Vendre des glaces à la châtaigne au bord d'une gouille touristique c'est super pour les beaux jours, mais c'est moins rentable que de zigouiller des Ukrainiens pour les beaux yeux de Vladimir Poutine. Une relative surprise d'abord: il ne suffit pas d'être une brute épaisse férue de torture et d'hémoglobine pour être en mesure de rajouter «mercenaire dans le groupe paramilitaire Wagner durant la guerre en Ukraine» à son profil LinkedIn. La rigueur du processus de recrutement est d'ailleurs à mille lieues de la grossière barbarie qui fait foi au front.
Vous êtes déjà en train de vous ruer sur le Dark Web? Inutile. Proposer ses services à l'une des milices armées les plus cruelles et impitoyables du monde est presque aussi officiel et chiatique qu'un formulaire en ligne de l'administration cantonale. (On exagère à peine.)

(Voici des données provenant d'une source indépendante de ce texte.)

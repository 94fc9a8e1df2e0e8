use anyhow::{anyhow, Result};
use serde::{Deserialize, Serialize};
use std::default::Default;

/// Application configuration module
/// This module handles the application configuration including loading,
/// validating and saving configuration settings.
/// Represents the application configuration
#[derive(Debug, Serialize, Deserialize, Clone)]
pub struct Config {
    /// Primary language code (ISO) of the source document
    pub primary_language: String,

    /// Target language codes for the translation pass
    #[serde(default)]
    pub target_languages: Vec<String>,

    /// Refinement config
    #[serde(default)]
    pub refinement: RefinementConfig,

    /// Translation config
    #[serde(default)]
    pub translation: TranslationConfig,

    /// Export config
    #[serde(default)]
    pub export: ExportConfig,

    /// Log level
    #[serde(default)]
    pub log_level: LogLevel,
}

/// LLM provider type
#[derive(Debug, Serialize, Deserialize, Clone, PartialEq, Default)]
#[serde(rename_all = "lowercase")]
pub enum LlmProvider {
    // @provider: Ollama
    #[default]
    Ollama,
    // @provider: Anthropic
    Anthropic,
}

impl LlmProvider {
    // @returns: Capitalized provider name
    pub fn display_name(&self) -> &str {
        match self {
            Self::Ollama => "Ollama",
            Self::Anthropic => "Anthropic",
        }
    }

    // @returns: Lowercase provider identifier
    pub fn to_lowercase_string(&self) -> String {
        match self {
            Self::Ollama => "ollama".to_string(),
            Self::Anthropic => "anthropic".to_string(),
        }
    }
}

// Implement Display trait for LlmProvider
impl std::fmt::Display for LlmProvider {
    fn fmt(&self, f: &mut std::fmt::Formatter<'_>) -> std::fmt::Result {
        write!(f, "{}", self.to_lowercase_string())
    }
}

// Implement FromStr trait for LlmProvider
impl std::str::FromStr for LlmProvider {
    type Err = anyhow::Error;

    fn from_str(s: &str) -> Result<Self> {
        match s.to_lowercase().as_str() {
            "ollama" => Ok(Self::Ollama),
            "anthropic" => Ok(Self::Anthropic),
            _ => Err(anyhow!("Invalid provider type: {}", s)),
        }
    }
}

/// Provider configuration wrapper
#[derive(Debug, Serialize, Deserialize, Clone)]
pub struct ProviderConfig {
    // @field: Provider type identifier
    #[serde(rename = "type")]
    pub provider_type: String,

    // @field: Model name
    #[serde(default = "String::new")]
    pub model: String,

    // @field: API key
    #[serde(default = "String::new")]
    pub api_key: String,

    // @field: Service URL
    #[serde(default = "String::new")]
    pub endpoint: String,

    // @field: Max concurrent requests
    #[serde(default = "default_concurrent_requests")]
    pub concurrent_requests: usize,

    // @field: Timeout seconds
    #[serde(default = "default_timeout_secs")]
    pub timeout_secs: u64,
}

impl ProviderConfig {
    // @param provider_type: Provider enum
    // @returns: Provider config with defaults
    pub fn new(provider_type: LlmProvider) -> Self {
        match provider_type {
            LlmProvider::Ollama => Self {
                provider_type: "ollama".to_string(),
                model: default_ollama_model(),
                api_key: String::new(),
                endpoint: default_ollama_endpoint(),
                concurrent_requests: default_concurrent_requests(),
                timeout_secs: default_timeout_secs(),
            },
            LlmProvider::Anthropic => Self {
                provider_type: "anthropic".to_string(),
                model: default_anthropic_model(),
                api_key: String::new(),
                endpoint: default_anthropic_endpoint(),
                concurrent_requests: default_concurrent_requests(),
                timeout_secs: default_anthropic_timeout_secs(),
            },
        }
    }
}

/// Speaker refinement configuration
#[derive(Debug, Serialize, Deserialize, Clone)]
pub struct RefinementConfig {
    /// Whether a provider is available for refinement at all.
    /// When false the pipeline keeps rule-based attribution as-is.
    #[serde(default = "default_true")]
    pub enabled: bool,

    /// Provider to use for refinement
    #[serde(default)]
    pub provider: LlmProvider,

    /// Available providers
    #[serde(default)]
    pub available_providers: Vec<ProviderConfig>,

    /// Confidence below which a paragraph is submitted for refinement
    #[serde(default = "default_confidence_threshold")]
    pub confidence_threshold: f32,

    /// Paragraphs per refinement batch
    #[serde(default = "default_refine_batch_size")]
    pub batch_size: usize,

    /// Temperature parameter for text generation (0.0 to 1.0)
    #[serde(default = "default_temperature")]
    pub temperature: f32,
}

impl Default for RefinementConfig {
    fn default() -> Self {
        let mut config = Self {
            enabled: true,
            provider: LlmProvider::default(),
            available_providers: Vec::new(),
            confidence_threshold: default_confidence_threshold(),
            batch_size: default_refine_batch_size(),
            temperature: default_temperature(),
        };

        // Add default providers
        config.available_providers.push(ProviderConfig::new(LlmProvider::Ollama));
        config.available_providers.push(ProviderConfig::new(LlmProvider::Anthropic));

        config
    }
}

impl RefinementConfig {
    /// Get the active provider configuration from the available_providers array
    pub fn get_active_provider_config(&self) -> Option<&ProviderConfig> {
        let provider_str = self.provider.to_lowercase_string();
        self.available_providers.iter()
            .find(|p| p.provider_type == provider_str)
    }

    /// Get the model for the active provider
    pub fn get_model(&self) -> String {
        if let Some(provider_config) = self.get_active_provider_config() {
            if !provider_config.model.is_empty() {
                return provider_config.model.clone();
            }
        }

        // Default fallback based on provider type
        match self.provider {
            LlmProvider::Ollama => default_ollama_model(),
            LlmProvider::Anthropic => default_anthropic_model(),
        }
    }

    /// Get the API key for the active provider
    pub fn get_api_key(&self) -> String {
        if let Some(provider_config) = self.get_active_provider_config() {
            if !provider_config.api_key.is_empty() {
                return provider_config.api_key.clone();
            }
        }

        // Default fallback - Ollama doesn't use API keys
        String::new()
    }

    /// Get the endpoint for the active provider
    pub fn get_endpoint(&self) -> String {
        if let Some(provider_config) = self.get_active_provider_config() {
            if !provider_config.endpoint.is_empty() {
                return provider_config.endpoint.clone();
            }
        }

        match self.provider {
            LlmProvider::Ollama => default_ollama_endpoint(),
            LlmProvider::Anthropic => default_anthropic_endpoint(),
        }
    }

    /// Get the timeout for the active provider
    pub fn get_timeout_secs(&self) -> u64 {
        if let Some(provider_config) = self.get_active_provider_config() {
            if provider_config.timeout_secs > 0 {
                return provider_config.timeout_secs;
            }
        }

        match self.provider {
            LlmProvider::Ollama => default_timeout_secs(),
            LlmProvider::Anthropic => default_anthropic_timeout_secs(),
        }
    }

    /// Get the concurrency cap for the active provider
    pub fn optimal_concurrent_requests(&self) -> usize {
        if let Some(provider_config) = self.get_active_provider_config() {
            return provider_config.concurrent_requests;
        }

        default_concurrent_requests()
    }
}

/// Translation pass configuration
#[derive(Debug, Serialize, Deserialize, Clone)]
pub struct TranslationConfig {
    /// Paragraphs per translation batch
    #[serde(default = "default_translate_batch_size")]
    pub batch_size: usize,

    /// Terms (proper nouns) that must be left untranslated
    #[serde(default)]
    pub preserve_terms: Vec<String>,
}

impl Default for TranslationConfig {
    fn default() -> Self {
        Self {
            batch_size: default_translate_batch_size(),
            preserve_terms: Vec::new(),
        }
    }
}

/// Export configuration
#[derive(Debug, Serialize, Deserialize, Clone)]
pub struct ExportConfig {
    /// Serialized size above which export splits into one file per chapter
    #[serde(default = "default_split_threshold_bytes")]
    pub split_threshold_bytes: usize,
}

impl Default for ExportConfig {
    fn default() -> Self {
        Self {
            split_threshold_bytes: default_split_threshold_bytes(),
        }
    }
}

/// Log verbosity level
#[derive(Debug, Serialize, Deserialize, Clone, PartialEq, Default)]
#[serde(rename_all = "lowercase")]
pub enum LogLevel {
    Error,
    Warn,
    #[default]
    Info,
    Debug,
    Trace,
}

fn default_concurrent_requests() -> usize {
    4
}

fn default_timeout_secs() -> u64 {
    30
}

fn default_anthropic_timeout_secs() -> u64 {
    60
}

fn default_confidence_threshold() -> f32 {
    0.7
}

fn default_refine_batch_size() -> usize {
    20
}

fn default_translate_batch_size() -> usize {
    15
}

fn default_split_threshold_bytes() -> usize {
    100_000
}

fn default_temperature() -> f32 {
    0.3
}

fn default_true() -> bool {
    true
}

fn default_ollama_endpoint() -> String {
    "http://localhost:11434".to_string()
}

fn default_anthropic_endpoint() -> String {
    "https://api.anthropic.com".to_string()
}

fn default_ollama_model() -> String {
    "llama2".to_string()
}

fn default_anthropic_model() -> String {
    "claude-3-haiku".to_string()
}

impl Config {
    /// Validate the configuration for consistency and required values
    pub fn validate(&self) -> Result<()> {
        // Validate languages
        let _primary = crate::language_utils::get_language_name(&self.primary_language)?;
        for target in &self.target_languages {
            let _name = crate::language_utils::get_language_name(target)?;
        }

        // Threshold must be a sensible probability
        if !(0.0..=1.0).contains(&self.refinement.confidence_threshold) {
            return Err(anyhow!(
                "Confidence threshold must be within [0, 1], got {}",
                self.refinement.confidence_threshold
            ));
        }

        if self.refinement.batch_size == 0 || self.translation.batch_size == 0 {
            return Err(anyhow!("Batch sizes must be greater than zero"));
        }

        // API key is required for hosted providers
        if self.refinement.enabled && self.refinement.provider == LlmProvider::Anthropic {
            let api_key = self.refinement.get_api_key();
            if api_key.is_empty() {
                return Err(anyhow!("API key is required for the Anthropic provider"));
            }
        }

        Ok(())
    }
}

/// Default implementation for Config
impl Default for Config {
    fn default() -> Self {
        Config {
            primary_language: "en".to_string(),
            target_languages: Vec::new(),
            refinement: RefinementConfig::default(),
            translation: TranslationConfig::default(),
            export: ExportConfig::default(),
            log_level: LogLevel::default(),
        }
    }
}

Tenez, ils ont même un site dédié aux offres d'emploi où toutes les informations nécessaires sont rassemblées sur une seule page.

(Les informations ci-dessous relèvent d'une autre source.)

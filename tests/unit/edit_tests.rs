/*!
 * Tests for the structural edit primitives.
 *
 * Every operation must keep numbering contiguous, keep reference ids
 * unique, and treat invalid addresses as no-ops.
 */

use scriptorium::book::edit;
use scriptorium::book::model::ChapterBody;

use crate::common::{flat_book, paragraph_numbers, paragraph_texts, sectioned_book};

#[test]
fn test_mergeParagraphs_shouldJoinWithBlankLine() {
    let mut book = flat_book("BK", &[&["First.", "Second.", "Third."]]);

    assert!(edit::merge_paragraphs(&mut book, "BK-1:1"));

    let texts = paragraph_texts(&book, 0);
    assert_eq!(texts, vec!["First.\n\nSecond.", "Third."]);
    assert_eq!(paragraph_numbers(&book, 0), vec![1, 2]);
}

#[test]
fn test_mergeParagraphs_onLastParagraph_shouldBeNoOp() {
    let mut book = flat_book("BK", &[&["First.", "Second."]]);
    let revision = book.revision;

    assert!(!edit::merge_paragraphs(&mut book, "BK-1:2"));
    assert_eq!(book.revision, revision);
    assert_eq!(paragraph_texts(&book, 0), vec!["First.", "Second."]);
}

#[test]
fn test_mergeParagraphs_withUnknownRef_shouldBeNoOp() {
    let mut book = flat_book("BK", &[&["First.", "Second."]]);
    assert!(!edit::merge_paragraphs(&mut book, "BK-9:9"));
    assert!(!edit::merge_paragraphs(&mut book, "garbage"));
    assert!(book.paragraph("BK-1:2").is_some());
}

#[test]
fn test_splitParagraph_thenMerge_shouldRestoreText() {
    let mut book = flat_book("BK", &[&["The beginning and the end."]]);
    let original = paragraph_texts(&book, 0)[0].clone();

    // Split inside "and"
    assert!(edit::split_paragraph(&mut book, "BK-1:1", 14));
    assert_eq!(paragraph_numbers(&book, 0), vec![1, 2]);

    assert!(edit::merge_paragraphs(&mut book, "BK-1:1"));
    let merged = paragraph_texts(&book, 0)[0].clone();

    // Concatenation is exact modulo the separator at the split point
    assert_eq!(merged.replace("\n\n", " "), original);
}

#[test]
fn test_splitParagraph_atEnds_shouldBeNoOp() {
    let mut book = flat_book("BK", &[&["Short text."]]);

    assert!(!edit::split_paragraph(&mut book, "BK-1:1", 0));
    assert!(!edit::split_paragraph(&mut book, "BK-1:1", 999));
    assert_eq!(paragraph_numbers(&book, 0), vec![1]);
}

#[test]
fn test_splitParagraph_shouldInheritSpeaker() {
    let mut book = flat_book("BK", &[&["One two three four five six."]]);
    assert!(edit::split_paragraph(&mut book, "BK-1:1", 8));

    let speakers: Vec<Option<String>> = book.chapters[0]
        .paragraphs()
        .map(|p| p.speaker.clone())
        .collect();
    assert_eq!(speakers.len(), 2);
    assert_eq!(speakers[0].as_deref(), Some("Narrator"));
    assert_eq!(speakers[1].as_deref(), Some("Narrator"));
}

#[test]
fn test_splitChapterAt_shouldCreateDownstreamSibling() {
    let mut book = flat_book("BK", &[&["One.", "Two.", "Three."]]);

    assert!(edit::split_chapter_at(&mut book, "BK-1:2"));

    assert_eq!(book.chapter_count(), 2);
    assert_eq!(paragraph_texts(&book, 0), vec!["One."]);
    assert_eq!(paragraph_texts(&book, 1), vec!["Two.", "Three."]);
    // Renumbered from scratch
    assert_eq!(book.chapters[1].ref_id, "BK-2");
    assert_eq!(paragraph_numbers(&book, 1), vec![1, 2]);
    assert_eq!(book.chapters[1].title, None);
}

#[test]
fn test_splitChapterAt_firstParagraph_shouldBeNoOp() {
    let mut book = flat_book("BK", &[&["One.", "Two."]]);
    assert!(!edit::split_chapter_at(&mut book, "BK-1:1"));
    assert_eq!(book.chapter_count(), 1);
}

#[test]
fn test_splitChapterAt_sectionedChapter_shouldSplitOwningSection() {
    let mut book = sectioned_book("BK", &["a", "b", "c"], &["d", "e"]);

    // Paragraph 2 is inside the first section
    assert!(edit::split_chapter_at(&mut book, "BK-1:2"));

    assert_eq!(book.chapter_count(), 2);
    assert_eq!(paragraph_texts(&book, 0), vec!["a"]);
    assert_eq!(paragraph_texts(&book, 1), vec!["b", "c", "d", "e"]);
    // Both halves keep valid shapes: one section left on each side of
    // the cut collapses to flat
    assert!(!book.chapters[0].is_sectioned());
    assert!(book.chapters[1].is_sectioned());
}

#[test]
fn test_splitSectionAt_onFlatChapter_shouldSynthesizeTwoSections() {
    let mut book = flat_book("BK", &[&["One.", "Two.", "Three."]]);

    assert!(edit::split_section_at(&mut book, "BK-1:3"));

    let chapter = &book.chapters[0];
    assert!(chapter.is_sectioned());
    if let ChapterBody::Sectioned(sections) = &chapter.body {
        assert_eq!(sections.len(), 2);
        assert_eq!(sections[0].paragraphs.len(), 2);
        assert_eq!(sections[1].paragraphs.len(), 1);
    }
    // Paragraph numbering is chapter-scoped, continuous across sections
    assert_eq!(paragraph_numbers(&book, 0), vec![1, 2, 3]);
}

#[test]
fn test_splitSectionAt_onSectionedChapter_shouldSplitOnlyOwner() {
    let mut book = sectioned_book("BK", &["a", "b"], &["c", "d"]);

    assert!(edit::split_section_at(&mut book, "BK-1:4"));

    if let ChapterBody::Sectioned(sections) = &book.chapters[0].body {
        assert_eq!(sections.len(), 3);
        assert_eq!(sections[1].paragraphs.len(), 1);
        assert_eq!(sections[2].paragraphs.len(), 1);
        assert_eq!(sections[2].title, None);
    } else {
        panic!("chapter should stay sectioned");
    }
}

#[test]
fn test_mergeChapters_shouldAbsorbNextSibling() {
    let mut book = flat_book("BK", &[&["One."], &["Two."], &["Three."]]);

    assert!(edit::merge_chapters(&mut book, 2));

    assert_eq!(book.chapter_count(), 2);
    assert_eq!(paragraph_texts(&book, 1), vec!["Two.", "Three."]);
    assert_eq!(book.chapters[1].ref_id, "BK-2");
}

#[test]
fn test_mergeChapters_onLastChapter_shouldBeNoOp() {
    let mut book = flat_book("BK", &[&["One."], &["Two."]]);
    assert!(!edit::merge_chapters(&mut book, 2));
    assert!(!edit::merge_chapters(&mut book, 0));
    assert_eq!(book.chapter_count(), 2);
}

#[test]
fn test_mergeSections_intoSoleRemaining_shouldFlattenChapter() {
    let mut book = sectioned_book("BK", &["a", "b"], &["c"]);

    assert!(edit::merge_sections(&mut book, 1, 1));

    let chapter = &book.chapters[0];
    assert!(!chapter.is_sectioned());
    assert_eq!(paragraph_texts(&book, 0), vec!["a", "b", "c"]);
    assert_eq!(paragraph_numbers(&book, 0), vec![1, 2, 3]);
}

#[test]
fn test_deleteParagraphs_shouldRenumberContiguously() {
    let mut book = flat_book("BK", &[&["One.", "Two.", "Three.", "Four."]]);

    assert!(edit::delete_paragraphs(&mut book, &["BK-1:2", "BK-1:4"]));

    assert_eq!(paragraph_texts(&book, 0), vec!["One.", "Three."]);
    assert_eq!(paragraph_numbers(&book, 0), vec![1, 2]);
}

#[test]
fn test_deleteParagraphs_emptyingASection_shouldRemoveIt() {
    let mut book = sectioned_book("BK", &["a"], &["b", "c"]);

    // Deleting the only paragraph of section one removes the section,
    // leaving one sibling: the chapter flattens
    assert!(edit::delete_paragraphs(&mut book, &["BK-1:1"]));

    let chapter = &book.chapters[0];
    assert!(!chapter.is_sectioned());
    assert_eq!(paragraph_texts(&book, 0), vec!["b", "c"]);
}

#[test]
fn test_deleteChapter_shouldRenumberRemaining() {
    let mut book = flat_book("BK", &[&["One."], &["Two."], &["Three."]]);

    assert!(edit::delete_chapter(&mut book, 2));

    assert_eq!(book.chapter_count(), 2);
    assert_eq!(paragraph_texts(&book, 1), vec!["Three."]);
    assert_eq!(book.chapters[1].ref_id, "BK-2");
    assert!(!edit::delete_chapter(&mut book, 7));
}

#[test]
fn test_deleteSection_leavingOneSibling_shouldFlatten() {
    let mut book = sectioned_book("BK", &["a", "b"], &["c"]);

    assert!(edit::delete_section(&mut book, 1, 2));

    let chapter = &book.chapters[0];
    assert!(!chapter.is_sectioned());
    assert_eq!(paragraph_texts(&book, 0), vec!["a", "b"]);
}

#[test]
fn test_editSequence_shouldKeepNumberingContiguous() {
    let mut book = flat_book("BK", &[&["a", "b", "c", "d", "e"], &["f", "g"]]);

    edit::split_chapter_at(&mut book, "BK-1:3");
    edit::merge_paragraphs(&mut book, "BK-1:1");
    edit::delete_paragraphs(&mut book, &["BK-2:1"]);
    edit::merge_chapters(&mut book, 2);

    for (ci, chapter) in book.chapters.iter().enumerate() {
        assert_eq!(chapter.n, ci + 1);
        let numbers: Vec<usize> = chapter.paragraphs().map(|p| p.n).collect();
        let expected: Vec<usize> = (1..=numbers.len()).collect();
        assert_eq!(numbers, expected, "chapter {} numbering has gaps", ci + 1);
    }
}

#[test]
fn test_editOps_shouldBumpRevision() {
    let mut book = flat_book("BK", &[&["a", "b"]]);
    let revision = book.revision;

    edit::merge_paragraphs(&mut book, "BK-1:1");
    assert_eq!(book.revision, revision + 1);
}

Une fois sur le site, une petite vidéo de propagande, tournée en mars 2022 en Syrie, balaie les derniers doutes. Nous sommes bien au coeur de l'armée de l'ombre du patron du Kremlin. Pour le reste, tout est si ordinaire et didactique qu'on ne serait pas surpris de tomber sur les horaires d'ouverture du service après-vente. Pour lancer sa candidature, nom, e-mail et petite bio express sont suffisants. (C'est ensuite que ça se complique un peu.)
Si les formulaires rebutent, un coup de fil est également envisageable. De Kalingrad à Moscou en passant par la Crimée, les coordonnées des 26 bureaux régionaux du groupe Wagner sont clairement affichées sur le site. C'est précisément ce qu'a entrepris un journaliste du média économique russe RBK. Le jeune homme a empoigné son téléphone et s'est présenté à plusieurs antennes de l'organisation comme un volontaire motivé pour jouer à la guerre. Si le bureau de la ville de Dzerzhinsky lui a répondu immédiatement, «la suite de la discussion s'est déroulée sur Telegram».

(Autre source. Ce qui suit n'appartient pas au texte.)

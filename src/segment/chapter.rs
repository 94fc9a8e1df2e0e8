use once_cell::sync::Lazy;
use regex::Regex;

use crate::rule_profile::CompiledProfile;

// @module: Chapter boundary detection

// @const: Leading heading markers and whitespace stripped from titles
static HEADING_MARKER_REGEX: Lazy<Regex> = Lazy::new(|| {
    Regex::new(r"^[#*=\s]+").unwrap()
});

/// A chapter span produced by boundary scanning. Numbering and reference
/// ids are stamped later by the reference pass.
#[derive(Debug, Clone, PartialEq)]
pub struct ChapterSpan {
    /// Heading-derived title, None for the preamble or an unmatched text
    pub title: Option<String>,
    /// Raw content between this heading and the next
    pub content: String,
}

/// Scan `text` for chapter boundaries using the profile's OR-combined
/// heading pattern.
///
/// Each non-overlapping match becomes a chapter heading; a chapter's
/// content runs from the end of its heading to the start of the next
/// match. Text before the first match becomes an untitled preamble
/// chapter; text with no match at all becomes a single untitled chapter.
pub fn segment_chapters(text: &str, profile: &CompiledProfile) -> Vec<ChapterSpan> {
    let Some(boundary) = &profile.chapter_boundary else {
        return vec![ChapterSpan { title: None, content: text.to_string() }];
    };

    let matches: Vec<(usize, usize, &str)> = boundary
        .find_iter(text)
        .map(|m| (m.start(), m.end(), m.as_str()))
        .collect();

    if matches.is_empty() {
        return vec![ChapterSpan { title: None, content: text.to_string() }];
    }

    let mut spans = Vec::with_capacity(matches.len() + 1);

    // Leading text before the first heading becomes the preamble
    if matches[0].0 > 0 {
        let preamble = &text[..matches[0].0];
        if !preamble.trim().is_empty() {
            spans.push(ChapterSpan {
                title: None,
                content: preamble.to_string(),
            });
        }
    }

    for (idx, (_, heading_end, heading)) in matches.iter().enumerate() {
        let content_end = matches.get(idx + 1).map_or(text.len(), |next| next.0);
        spans.push(ChapterSpan {
            title: Some(strip_heading_marker(heading)),
            content: text[*heading_end..content_end].to_string(),
        });
    }

    spans
}

/// Turn a raw heading match into a title: leading markers and
/// whitespace removed, trailing whitespace trimmed.
fn strip_heading_marker(heading: &str) -> String {
    HEADING_MARKER_REGEX.replace(heading, "").trim_end().to_string()
}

Cassons tout de suite l'ambiance: muni d'un passeport d'un pays membre de l'Otan ou de l'Union européenne, impossible d'intégrer les rangs de Wagner. Idem pour le citoyen ukrainien. Voici une liste (non-exhaustive) des conditions d'admission:
Une fois ces conditions remplies, l'aspirant mercenaire peut se rendre au célèbre camp de Molkino en Russie, le QG du groupe Wagner. Par ses propres moyens (frais de transport remboursés) ou en profitant d'attraper l'une des navettes mises à disposition. Notamment depuis la capitale.
C'est ensuite une enfilade de haies administratives, contractuelles, médicales, militaires et sportives qui attend le futur combattant. Le camp d'entraînement s'étend sur une semaine. Des cours d'ingénierie aux tests de «bonne camaraderie», la recrue est scrutée en détail pour que Wagner puisse l'employer au plus près de ses compétences et de ses capacités.
Même s'il existe différents «métiers», maintes spécialisations et plusieurs niveaux de responsabilité au sein de l'organisation Wagner, la mission est plutôt simple à assimiler:
Combattre.
Pour un soldat, c'est un joli petit pactole. Une fois engagé, le mercenaire est officiellement salarié pour un contrat de quatre mois, minimum. Il gagne 240 000 roubles mensuellement (environ 3800 francs suisses). En cash, mais plusieurs options s'offrent à lui.
Comme un vendeur de voitures, le mercenaire peut faire enfler son trésor de guerre en soignant le tableau de chasse. Des primes allant de 150 000 à 700 000 roubles sont offertes, suivant les résultats et les compétences. (Et pour autant que la recrue reste en vie.)
Il faut dire que, pour beaucoup d'observateurs, l'armée russe serait en très grande difficulté sans le gros coup de pouce du groupe Wagner. Dernièrement, la milice a d'ailleurs lancé une campagne de recrutement dans la prison d'Obukhovo à Saint-Petersbourg. Selon FranceInfo, «les prisonniers qui s'engagent à aller faire la guerre six mois en Ukraine pourront avoir une remise de peine».
Pour les combattants russes, d'où qu'ils viennent, la main-d'œuvre est toujours le nerf de la guerre. Début juin, le «bourreau» de Wagner a été tué en Ukraine et, en avril dernier, l'armée de l'ombre avait déjà perdu 3000 hommes depuis le début du conflit.